Some elements you never heard of were given new names this week.  Elements 113, 115, 117 and 118, were named  nihonium, moscovium, tennessine and oganesson respectively. These elements were all synthesized in carefully designed experiments using sophisticated particle accelerators.

You’ll never see them on food labels or traded as commodity metals. In fact, they are so short lived they last just long enough for scientists to confirm they briefly existed.

Does that mean the miraculous metals of science fiction are impossble? Will there ever be a Vibranium of Captain America’s shield or the Duranium and Tritanium of Star Trek’s Enterprise? Will science find a way to make something like them? First, a brief survey of the elements we know and how they came to be.

In The Beginning

Shortly after the Big Bang nearly 14 billions years ago, the early universe consisted of hydrogen and much smaller amounts of helium and lithium.  Gravity eventually caused these elements to coalesce into stars nd galaxies. Stars shine because gravity triggers nuclear fusion which mainly combines 2 hydrogen atoms to form a helium atom and releases tremendous amounts of energy. A small portion of this we see as visible light.

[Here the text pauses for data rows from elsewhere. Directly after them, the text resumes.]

impl fmt::Display for ElementId {
    fn fmt(&self, f: &mut fmt::Formatter<'_>) -> fmt::Result {
        if self.is_generated() {
            write!(f, "g{}", self.0 - GENERATED_BASE)
        } else {
            write!(f, "#{}", self.0)
        }
    }
}

#[derive(Clone, Debug, PartialEq, Serialize)]
pub struct Node {
    pub id: ElementId,
    pub parent: Option<ElementId>,
    pub children: Vec<ElementId>,
    pub element: Element,
}

/// The element graph of one score
#[derive(Clone, Debug, PartialEq)]
pub struct Score {
    nodes: BTreeMap<ElementId, Node>,
    root: ElementId,
    next_id: u32,
    next_generated: u32,
}

impl Default for Score {
    fn default() -> Self {
        Self::new()
    }
}

impl Score {
    pub fn new() -> Self {
        let root = ElementId(0);
        let mut nodes = BTreeMap::new();
        nodes.insert(
            root,
            Node { id: root, parent: None, children: Vec::new(), element: Element::Score },
        );
        Self { nodes, root, next_id: 1, next_generated: GENERATED_BASE }
    }

    // ------------------------------------------------------------------
    // Arena primitives (crate-internal; edits go through undo::EditContext)
    // ------------------------------------------------------------------

    pub(crate) fn alloc_id(&mut self) -> ElementId {
        let id = ElementId(self.next_id);
        self.next_id += 1;
        id
    }

    pub(crate) fn id_watermark(&self) -> u32 {
        self.next_id
    }

    pub(crate) fn restore_id_watermark(&mut self, watermark: u32) {
        self.next_id = watermark;
    }

    /// Insert a detached subtree (preorder, first node is its root) under
    /// `parent` at child position `index`
    pub(crate) fn attach_subtree(&mut self, nodes: Vec<Node>, parent: ElementId, index: usize) {
        let Some(top) = nodes.first().map(|n| n.id) else {
            return;
        };
        for mut node in nodes {
            if node.id == top {
                node.parent = Some(parent);
            }
            self.nodes.insert(node.id, node);
        }
        if let Some(p) = self.nodes.get_mut(&parent) {
            let index = index.min(p.children.len());
            p.children.insert(index, top);
        }
    }

    /// Remove a subtree, returning its nodes in preorder plus its former
    /// parent and child position
    pub(crate) fn detach_subtree(&mut self, id: ElementId) -> Option<(Vec<Node>, ElementId, usize)> {
        let parent = self.nodes.get(&id)?.parent?;
        let index = self.nodes.get(&parent)?.children.iter().position(|c| *c == id)?;
        if let Some(p) = self.nodes.get_mut(&parent) {
            p.children.remove(index);
        }
        let order: Vec<ElementId> = self.descendants(id).collect();
        let mut removed = Vec::with_capacity(order.len());
        for nid in order {
            if let Some(node) = self.nodes.remove(&nid) {
                removed.push(node);
            }
        }
        Some((removed, parent, index))
    }

    /// Allocate a node for `element` and attach it at its canonical position
    pub(crate) fn push_child(&mut self, parent: ElementId, element: Element) -> ElementId {
        let index = self.insert_index(parent, &element);
        let id = self.alloc_id();
        self.attach_subtree(vec![Node { id, parent: Some(parent), children: Vec::new(), element }], parent, index);
        id
    }

    pub(crate) fn replace_element(&mut self, id: ElementId, element: Element) -> Option<Element> {
        let node = self.nodes.get_mut(&id)?;
        Some(std::mem::replace(&mut node.element, element))
    }

    pub(crate) fn element_mut(&mut self, id: ElementId) -> Option<&mut Element> {
        self.nodes.get_mut(&id).map(|n| &mut n.element)
    }

    /// Add a layout-generated node; ids restart from the reserved base after
    /// every [`Score::clear_generated`], so identical layouts give identical ids
    pub(crate) fn add_generated(&mut self, parent: ElementId, index: usize, element: Element) -> ElementId {
        let id = ElementId(self.next_generated);
        self.next_generated += 1;
        let node = Node { id, parent: Some(parent), children: Vec::new(), element };
        self.attach_subtree(vec![node], parent, index);
        id
    }

    pub(crate) fn clear_generated(&mut self) {
        let generated: Vec<ElementId> = self
            .nodes
            .keys()
            .filter(|id| id.is_generated())
            .copied()
            .collect();
        for id in generated {
            // children of a generated node are generated too
            if self.nodes.contains_key(&id) {
                self.detach_subtree(id);
            }
        }
        self.next_generated = GENERATED_BASE;
    }

    // ------------------------------------------------------------------
    // Read-only navigation
    // ------------------------------------------------------------------

    pub fn root(&self) -> ElementId {
        self.root
    }

    pub fn get(&self, id: ElementId) -> Option<&Node> {
        self.nodes.get(&id)
    }

    pub fn contains(&self, id: ElementId) -> bool {
        self.nodes.contains_key(&id)
    }

    pub fn element(&self, id: ElementId) -> Option<&Element> {
        self.nodes.get(&id).map(|n| &n.element)
    }

    pub fn kind(&self, id: ElementId) -> Option<ElementKind> {
        self.element(id).map(Element::kind)
    }

    pub fn parent(&self, id: ElementId) -> Option<ElementId> {
        self.nodes.get(&id).and_then(|n| n.parent)
    }

    pub fn children(&self, id: ElementId) -> &[ElementId] {
        self.nodes.get(&id).map(|n| n.children.as_slice()).unwrap_or(&[])
    }

    pub fn len(&self) -> usize {
        self.nodes.len()
    }

    pub fn is_empty(&self) -> bool {
        self.nodes.len() <= 1
    }

    /// Every live id, in id order (includes nodes unreachable from the root)
    pub fn ids(&self) -> impl Iterator<Item = ElementId> + '_ {
        self.nodes.keys().copied()
    }

    /// Depth-first, preorder traversal starting at `from`
    pub fn descendants(&self, from: ElementId) -> DepthFirst<'_> {
        let stack = if self.contains(from) { vec![from] } else { Vec::new() };
        DepthFirst { score: self, stack }
    }

    /// Nearest ancestor (or self) of the given kind
    pub fn ancestor_of_kind(&self, id: ElementId, kind: ElementKind) -> Option<ElementId> {
        let mut cur = Some(id);
        while let Some(c) = cur {
            if self.kind(c)? == kind {
                return Some(c);
            }
            cur = self.parent(c);
        }
        None
    }

    pub fn staves(&self) -> Vec<ElementId> {
        self.children_of_kind(self.root, ElementKind::Staff)
    }

    pub fn nstaves(&self) -> usize {
        self.staves().len()
    }

    pub fn ntracks(&self) -> usize {
        self.nstaves() * VOICES
    }

    /// Measures and frames in score order
    pub fn measure_bases(&self) -> Vec<ElementId> {
        self.children(self.root)
            .iter()
            .copied()
            .filter(|id| self.kind(*id).map_or(false, |k| k.is_measure_base()))
            .collect()
    }

    pub fn measures(&self) -> Vec<ElementId> {
        self.children_of_kind(self.root, ElementKind::Measure)
    }

    pub fn first_measure(&self) -> Option<ElementId> {
        self.measures().first().copied()
    }

    pub fn next_measure(&self, measure: ElementId) -> Option<ElementId> {
        let measures = self.measures();
        let pos = measures.iter().position(|m| *m == measure)?;
        measures.get(pos + 1).copied()
    }

    pub fn prev_measure(&self, measure: ElementId) -> Option<ElementId> {
        let measures = self.measures();
        let pos = measures.iter().position(|m| *m == measure)?;
        pos.checked_sub(1).and_then(|p| measures.get(p).copied())
    }

    pub fn measure_data(&self, measure: ElementId) -> Option<&MeasureData> {
        self.element(measure).and_then(Element::as_measure)
    }

    /// (measure, start tick) for every measure in order
    pub fn measure_ticks(&self) -> Vec<(ElementId, Fraction)> {
        let mut tick = Fraction::zero();
        let mut out = Vec::new();
        for m in self.measures() {
            out.push((m, tick));
            if let Some(md) = self.measure_data(m) {
                tick += md.len;
            }
        }
        out
    }

    pub fn measure_tick(&self, measure: ElementId) -> Option<Fraction> {
        self.measure_ticks().into_iter().find(|(m, _)| *m == measure).map(|(_, t)| t)
    }

    pub fn measure_end_tick(&self, measure: ElementId) -> Option<Fraction> {
        Some(self.measure_tick(measure)? + self.measure_data(measure)?.len)
    }

    pub fn end_tick(&self) -> Fraction {
        self.measures()
            .iter()
            .filter_map(|m| self.measure_data(*m).map(|d| d.len))
            .sum()
    }

    /// Measure containing `tick` (a tick on a barline belongs to the next measure)
    pub fn measure_at_tick(&self, tick: Fraction) -> Option<ElementId> {
        self.measure_ticks().into_iter().find_map(|(m, start)| {
            let len = self.measure_data(m)?.len;
            (tick >= start && tick < start + len).then_some(m)
        })
    }

    pub fn segments(&self, measure: ElementId) -> Vec<ElementId> {
        self.children_of_kind(measure, ElementKind::Segment)
    }

    pub fn segment_data(&self, segment: ElementId) -> Option<&SegmentData> {
        self.element(segment).and_then(Element::as_segment)
    }

    /// Absolute tick of a segment
    pub fn segment_tick(&self, segment: ElementId) -> Option<Fraction> {
        let measure = self.parent(segment)?;
        Some(self.measure_tick(measure)? + self.segment_data(segment)?.rtick)
    }

    /// Segment of the given type at an absolute tick within `measure`
    pub fn find_segment(&self, measure: ElementId, segment_type: SegmentType, tick: Fraction) -> Option<ElementId> {
        let rtick = tick - self.measure_tick(measure)?;
        self.find_segment_r(measure, segment_type, rtick)
    }

    /// Same as [`Score::find_segment`] with a measure-relative tick
    pub fn find_segment_r(&self, measure: ElementId, segment_type: SegmentType, rtick: Fraction) -> Option<ElementId> {
        self.segments(measure).into_iter().find(|s| {
            self.segment_data(*s)
                .map_or(false, |d| d.segment_type == segment_type && d.rtick == rtick)
        })
    }

    /// The element a segment holds for `track` (annotations excluded)
    pub fn segment_element(&self, segment: ElementId, track: usize) -> Option<ElementId> {
        self.children(segment).iter().copied().find(|c| {
            self.element(*c).map_or(false, |e| {
                e.kind() != ElementKind::Annotation && e.track() == Some(track)
            })
        })
    }

    pub fn segment_annotations(&self, segment: ElementId) -> Vec<ElementId> {
        self.children_of_kind(segment, ElementKind::Annotation)
    }

    /// Absolute start tick of a chord or rest
    pub fn chord_rest_tick(&self, cr: ElementId) -> Option<Fraction> {
        self.segment_tick(self.parent(cr)?)
    }

    /// Chord or rest starting at `tick` on `track`
    pub fn chord_rest_at(&self, tick: Fraction, track: usize) -> Option<ElementId> {
        let measure = self.measure_at_tick(tick)?;
        let segment = self.find_segment(measure, SegmentType::ChordRest, tick)?;
        let el = self.segment_element(segment, track)?;
        self.kind(el).filter(|k| k.is_chord_rest()).map(|_| el)
    }

    /// Chords and rests of a track inside a measure, in time order
    pub fn chord_rests_in_measure(&self, measure: ElementId, track: usize) -> Vec<ElementId> {
        self.segments(measure)
            .into_iter()
            .filter(|s| self.segment_data(*s).map_or(false, |d| d.segment_type == SegmentType::ChordRest))
            .filter_map(|s| self.segment_element(s, track))
            .filter(|e| self.kind(*e).map_or(false, |k| k.is_chord_rest()))
            .collect()
    }

    pub fn tuplets(&self, measure: ElementId) -> Vec<ElementId> {
        self.children_of_kind(measure, ElementKind::Tuplet)
    }

    pub fn tuplet_members(&self, tuplet: ElementId) -> Vec<ElementId> {
        let Some(measure) = self.parent(tuplet) else {
            return Vec::new();
        };
        self.descendants(measure)
            .filter(|id| {
                self.element(*id)
                    .and_then(Element::chord_rest)
                    .map_or(false, |cr| cr.tuplet == Some(tuplet))
            })
            .collect()
    }

    pub fn layout_breaks(&self, measure_base: ElementId) -> Vec<LayoutBreakKind> {
        self.children(measure_base)
            .iter()
            .filter_map(|c| match self.element(*c) {
                Some(Element::LayoutBreak(k)) => Some(*k),
                _ => None,
            })
            .collect()
    }

    pub fn has_layout_break(&self, measure_base: ElementId, kind: LayoutBreakKind) -> bool {
        self.layout_breaks(measure_base).contains(&kind)
    }

    pub fn spanners(&self) -> Vec<ElementId> {
        self.children_of_kind(self.root, ElementKind::Spanner)
    }

    /// Spanners using `element` as their start or end point
    pub fn spanners_referencing(&self, element: ElementId) -> Vec<ElementId> {
        self.spanners()
            .into_iter()
            .filter(|s| {
                self.element(*s).and_then(Element::as_spanner).map_or(false, |d| {
                    d.start_element == Some(element) || d.end_element == Some(element)
                })
            })
            .collect()
    }

    /// Time signature in effect on `staff_idx` at `measure` (explicit or inherited)
    pub fn timesig_at(&self, measure: ElementId, staff_idx: usize) -> Option<&super::timesig::TimeSig> {
        let measures = self.measures();
        let pos = measures.iter().position(|m| *m == measure)?;
        let track = staff2track(staff_idx);
        measures[..=pos].iter().rev().find_map(|m| {
            let seg = self.find_segment_r(*m, SegmentType::TimeSig, Fraction::zero())?;
            let el = self.segment_element(seg, track)?;
            self.element(el).and_then(Element::as_timesig)
        })
    }

    /// Measure carries an explicit (non-local) time signature
    pub fn has_global_timesig(&self, measure: ElementId) -> bool {
        self.find_segment_r(measure, SegmentType::TimeSig, Fraction::zero())
            .map_or(false, |seg| {
                self.children(seg).iter().any(|c| {
                    self.element(*c)
                        .and_then(Element::as_timesig)
                        .map_or(false, |ts| !ts.local)
                })
            })
    }

    /// Child position that keeps `parent`'s children in canonical order:
    /// segments by (tick, type) before tuplets before breaks; inside a
    /// segment, track elements by track before annotations; staves before
    /// measures and frames before spanners under the root
    pub(crate) fn insert_index(&self, parent: ElementId, element: &Element) -> usize {
        let rank = sibling_rank(element);
        let children = self.children(parent);
        children
            .iter()
            .position(|c| self.element(*c).map_or(false, |e| sibling_rank(e) > rank))
            .unwrap_or(children.len())
    }

    pub fn children_of_kind(&self, id: ElementId, kind: ElementKind) -> Vec<ElementId> {
        self.children(id)
            .iter()
            .copied()
            .filter(|c| self.kind(*c) == Some(kind))
            .collect()
    }
}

The Main Sequence Elements

As stars age and run short of hydrogen nuclear fusion shifts to “burning” helium. Eventually helium starts to run low and this processes continues until iron is the final element.  This applies to the majority of stars including the Sun. The process is somewhat more complicated than this, you can read more at stellar evolution.

massive_star_onion3d_rast

This picture shows some of the elements that are produced by nuclear fusion in stars like our Sun. The heaviest element is Iron (Fe).

Beyond the “Iron Curtain”

Anyone familiar with the periodic table, however, knows that planet Earth has elements beyond iron. As you can see in an image of the periodic table below, minerals containing elements as heavy as uranium are routinely mined. Where did they come from?

This version of the periodic table shows the naturally occurring elements up to Uranium (92). In the same row (red) you can see Americium used in smoke detectors, Technetium used in nuclear medicine and Plutonium, used in nuclear weapons.

The answer is that most of the heavier elements were created in supernovas, the end of life explosions of stars much larger than the Sun. The explosion scatters these heavier elements which go on to seed other gaseous clouds which give rise to new solar systems. While most were created that way, it appears that gold, platinum, uranium and a few others were formed in collisions between neutron stars. (1)

An Earth with all the elements we have today would not have been possible in the early evolution of the universe and may only been possible in the recent 4-5 billion years.

It was believed that elements beyond Uranium would never be found on Earth because of their relatively scarcity to begin with and they fairly short half-lives. As it happened, a tiny amount of plutonium was found in some rocks in 1971. However, all elements beyond Uranium have been made artificially.

Super Heavy Metal-A Dream?

50 years ago, if you knew what a white dwarf, red giant and a supernova were, you knew almost as much as the astronomers of the day. Since then, a whole spectrum of strange stellar phenomena have been discovered, from neutron stars to ultranovas to black holes.

Perhaps future discoveries will reveal mechanisms that can create heavier elements in the “Island of Stability“. If so, the miraculous materials of Iron Man’s suit, Captain America’s shield and the Enterprise’s hull may yet be possible.

Until then, we’ll have to be satisfied with the marvelous materials we didn’t have 50 years ago,  Kevlar bullet proof vests or carbon fibre aircraft to name a few.

References

  1. Scientific American,  June 2016: Stellar Fireworks.